→ **Work to complete**: Having read the entries, repeat all of them exactly.

→ **Record extracts**:
###

//! Secret word representation
//!
//! A `SecretWord` stores an uppercase, accent-free word along with letter counts
//! used by feedback evaluation.

use rustc_hash::FxHashMap;
use std::fmt;

/// Placeholder used for guess positions that were never typed.
///
/// Never a valid secret letter, so it can never be marked correct.
pub const BLANK: char = ' ';

/// A Motus secret word
///
/// Always non-empty, ASCII uppercase, and free of diacritics.
#[derive(Debug, Clone, PartialEq, Eq, Hash)]
pub struct SecretWord {
    text: String,
    letters: Vec<char>,
}

/// Error type for invalid words
#[derive(Debug, Clone, PartialEq, Eq, thiserror::Error)]
pub enum WordError {
    #[error("word must contain at least one letter")]
    Empty,
    #[error("word contains invalid character {0:?}")]
    InvalidCharacter(char),
}

/// Fold a typed character to the uppercase ASCII letter it stands for
///
/// Accented letters lose their diacritics (`é` → `E`). Returns `None` for
/// anything that is not a single letter once folded.
///
/// # Examples
/// ```
/// use motus::core::normalize_letter;
///
/// assert_eq!(normalize_letter('é'), Some('E'));
/// assert_eq!(normalize_letter('q'), Some('Q'));
/// assert_eq!(normalize_letter('7'), None);
/// ```
#[must_use]
pub fn normalize_letter(ch: char) -> Option<char> {
    if !ch.is_alphabetic() {
        return None;
    }

    let mut folded = deunicode::deunicode_char(ch)?.chars();
    match (folded.next(), folded.next()) {
        (Some(letter), None) if letter.is_ascii_alphabetic() => Some(letter.to_ascii_uppercase()),
        _ => None,
    }
}

impl SecretWord {
    /// Create a new secret word from raw dictionary text
    ///
    /// Surrounding whitespace is trimmed, accents are folded and the result
    /// is uppercased.
    ///
    /// # Errors
    /// Returns `WordError` if the word is empty or contains anything other
    /// than letters.
    ///
    /// # Examples
    /// ```
    /// use motus::core::SecretWord;
    ///
    /// let word = SecretWord::new("château").unwrap();
    /// assert_eq!(word.text(), "CHATEAU");
    /// assert_eq!(word.len(), 7);
    ///
    /// assert!(SecretWord::new("deux mots").is_err());
    /// ```
    pub fn new(text: impl AsRef<str>) -> Result<Self, WordError> {
        let trimmed = text.as_ref().trim();
        if trimmed.is_empty() {
            return Err(WordError::Empty);
        }

        let letters = trimmed
            .chars()
            .map(|ch| normalize_letter(ch).ok_or(WordError::InvalidCharacter(ch)))
            .collect::<Result<Vec<_>, _>>()?;

        Ok(Self {
            text: letters.iter().collect(),
            letters,
        })
    }

    /// Get the word as a string slice
    #[inline]
    #[must_use]
    pub fn text(&self) -> &str {
        &self.text
    }

    /// Get the letters of the word
    #[inline]
    #[must_use]
    pub fn letters(&self) -> &[char] {
        &self.letters
    }

    /// Number of letters
    #[inline]
    #[must_use]
    pub fn len(&self) -> usize {
        self.letters.len()
    }

    /// Always false, kept for API symmetry with `len`
    #[inline]
    #[must_use]
    pub fn is_empty(&self) -> bool {
        self.letters.is_empty()
    }

    /// Get the letter at a specific column
    ///
    /// # Panics
    /// Panics if `position >= len()`
    #[inline]
    #[must_use]
    pub fn letter_at(&self, position: usize) -> char {
        self.letters[position]
    }

    /// Get the count of each letter in the word
    ///
    /// Used for feedback evaluation with duplicate letters.
    #[inline]
    pub(crate) fn letter_counts(&self) -> FxHashMap<char, usize> {
        let mut counts = FxHashMap::default();
        for &ch in &self.letters {
            *counts.entry(ch).or_insert(0) += 1;
        }
        counts
    }
}

impl fmt::Display for SecretWord {
    fn fmt(&self, f: &mut fmt::Formatter<'_>) -> fmt::Result {
        write!(f, "{}", self.text)
    }
}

###

→ **Completed task**:
//! Secret word representation
//!
//! A `SecretWord` stores an uppercase, accent-free word along with letter counts
//! used by feedback evaluation.

use rustc_hash::FxHashMap;
use std::fmt;

/// Placeholder used for guess positions that were never typed.
///
/// Never a valid secret letter, so it can never be marked correct.
pub const BLANK: char = ' ';

/// A Motus secret word
///
/// Always non-empty, ASCII uppercase, and free of diacritics.
#[derive(Debug, Clone, PartialEq, Eq, Hash)]
pub struct SecretWord {
    text: String,
    letters: Vec<char>,
}

/// Error type for invalid words
#[derive(Debug, Clone, PartialEq, Eq, thiserror::Error)]
pub enum WordError {
    #[error("word must contain at least one letter")]
    Empty,
    #[error("word contains invalid character {0:?}")]
    InvalidCharacter(char),
}

/// Fold a typed character to the uppercase ASCII letter it stands for
///
/// Accented letters lose their diacritics (`é` → `E`). Returns `None` for
/// anything that is not a single letter once folded.
///
/// # Examples
/// ```
/// use motus::core::normalize_letter;
///
/// assert_eq!(normalize_letter('é'), Some('E'));
/// assert_eq!(normalize_letter('q'), Some('Q'));
/// assert_eq!(normalize_letter('7'), None);
/// ```
#[must_use]
pub fn normalize_letter(ch: char) -> Option<char> {
    if !ch.is_alphabetic() {
        return None;
    }

    let mut folded = deunicode::deunicode_char(ch)?.chars();
    match (folded.next(), folded.next()) {
        (Some(letter), None) if letter.is_ascii_alphabetic() => Some(letter.to_ascii_uppercase()),
        _ => None,
    }
}

impl SecretWord {
    /// Create a new secret word from raw dictionary text
    ///
    /// Surrounding whitespace is trimmed, accents are folded and the result
    /// is uppercased.
    ///
    /// # Errors
    /// Returns `WordError` if the word is empty or contains anything other
    /// than letters.
    ///
    /// # Examples
    /// ```
    /// use motus::core::SecretWord;
    ///
    /// let word = SecretWord::new("château").unwrap();
    /// assert_eq!(word.text(), "CHATEAU");
    /// assert_eq!(word.len(), 7);
    ///
    /// assert!(SecretWord::new("deux mots").is_err());
    /// ```
    pub fn new(text: impl AsRef<str>) -> Result<Self, WordError> {
        let trimmed = text.as_ref().trim();
        if trimmed.is_empty() {
            return Err(WordError::Empty);
        }

        let letters = trimmed
            .chars()
            .map(|ch| normalize_letter(ch).ok_or(WordError::InvalidCharacter(ch)))
            .collect::<Result<Vec<_>, _>>()?;

        Ok(Self {
            text: letters.iter().collect(),
            letters,
        })
    }

    /// Get the word as a string slice
    #[inline]
    #[must_use]
    pub fn text(&self) -> &str {
        &self.text
    }

    /// Get the letters of the word
    #[inline]
    #[must_use]
    pub fn letters(&self) -> &[char] {
        &self.letters
    }

    /// Number of letters
    #[inline]
    #[must_use]
    pub fn len(&self) -> usize {
        self.letters.len()
    }

    /// Always false, kept for API symmetry with `len`
    #[inline]
    #[must_use]
    pub fn is_empty(&self) -> bool {
        self.letters.is_empty()
    }

    /// Get the letter at a specific column
    ///
    /// # Panics
    /// Panics if `position >= len()`
    #[inline]
    #[must_use]
    pub fn letter_at(&self, position: usize) -> char {
        self.letters[position]
    }

    /// Get the count of each letter in the word
    ///
    /// Used for feedback evaluation with duplicate letters.
    #[inline]
    pub(crate) fn letter_counts(&self) -> FxHashMap<char, usize> {
        let mut counts = FxHashMap::default();
        for &ch in &self.letters {
            *counts.entry(ch).or_insert(0) += 1;
        }
        counts
    }
}

impl fmt::Display for SecretWord {
    fn fmt(&self, f: &mut fmt::Formatter<'_>) -> fmt::Result {
        write!(f, "{}", self.text)
    }
}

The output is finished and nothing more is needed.